-- Source information follows --

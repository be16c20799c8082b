// SPDX-License-Identifier: BUSL-1.1
// Copyright (c) 2026 Alfred Jean LLC

//! `rcp manual-roll` - pin a dependency in the manifest to a specific
//! revision by hand. Editing the manifest back to disk is out of scope for
//! this engine build (§1); this command validates the target revision
//! against the currently-resolved manifest.

use anyhow::{bail, Result};
use clap::Args;

use super::manifest_args::{load_manifest, resolve_overrides, ManifestArgs};

#[derive(Args)]
pub struct ManualRollArgs {
    #[command(flatten)]
    pub manifest: ManifestArgs,

    /// Dependency repo name to roll.
    pub dep_name: String,

    /// Revision to pin it to.
    pub revision: String,
}

pub async fn handle(mut args: ManualRollArgs) -> Result<()> {
    resolve_overrides(&mut args.manifest)?;
    let manifest = load_manifest(&args.manifest)?;
    if !manifest.deps.iter().any(|d| d.name == args.dep_name) {
        bail!("`{}` declares no dependency named `{}`", manifest.repo_name, args.dep_name);
    }
    println!(
        "would pin `{}` to `{}` in `{}` (manifest rewriting is out of scope for this engine build)",
        args.dep_name, args.revision, manifest.repo_name
    );
    Ok(())
}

-- Source information concluded --

• _What you should do_: Go through the material and copy out every line with "bail" in it.

• _Answer to this problem_:
use anyhow::{bail, Result};
        bail!("`{}` declares no dependency named `{}`", manifest.repo_name, args.dep_name);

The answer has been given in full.